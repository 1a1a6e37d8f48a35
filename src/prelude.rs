//! Prelude module for convenient imports
//!
//! Re-exports the types needed to load, configure and compile a project.
//!
//! # Example
//!
//! ```rust,no_run
//! use botflow::prelude::*;
//!
//! # fn run_example() -> Result<()> {
//! let json = std::fs::read_to_string("path/to/project.json")?;
//! let compiler = Compiler::from_editor_json(&json, ProjectSettings::default())?;
//!
//! let report = compiler.validate();
//! println!("{}", ReportFormatter::format_report(&report));
//!
//! let artifact = compiler.compile()?;
//! println!("{}", artifact.code());
//! # Ok(())
//! # }
//! ```

// Compilation
pub use crate::compiler::flags::FeatureFlags;
pub use crate::compiler::{Compiler, CompilerBuilder};

// Project model
pub use crate::project::{
    AttachedMedia, Button, ButtonAction, CommandPayload, CompilationArtifact, Connection,
    GroupConfig, InputPayload, IntoProject, Keyboard, KeyboardKind, MediaKind, MediaPayload,
    MessagePayload, Node, NodeKind, NodeRef, Position, Project, ProjectSettings, Sheet,
    ValidationReport,
};

// Error types
pub use crate::error::{CompileError, ProjectConversionError};

// Reporting
pub use crate::report::ReportFormatter;

// Result type alias for convenience
pub type Result<T> = std::result::Result<T, Box<dyn std::error::Error>>;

* About this exercise *
State the count of lines holding the string "ProjectSettings" in the listing above, and nothing else.

* The completed task *
2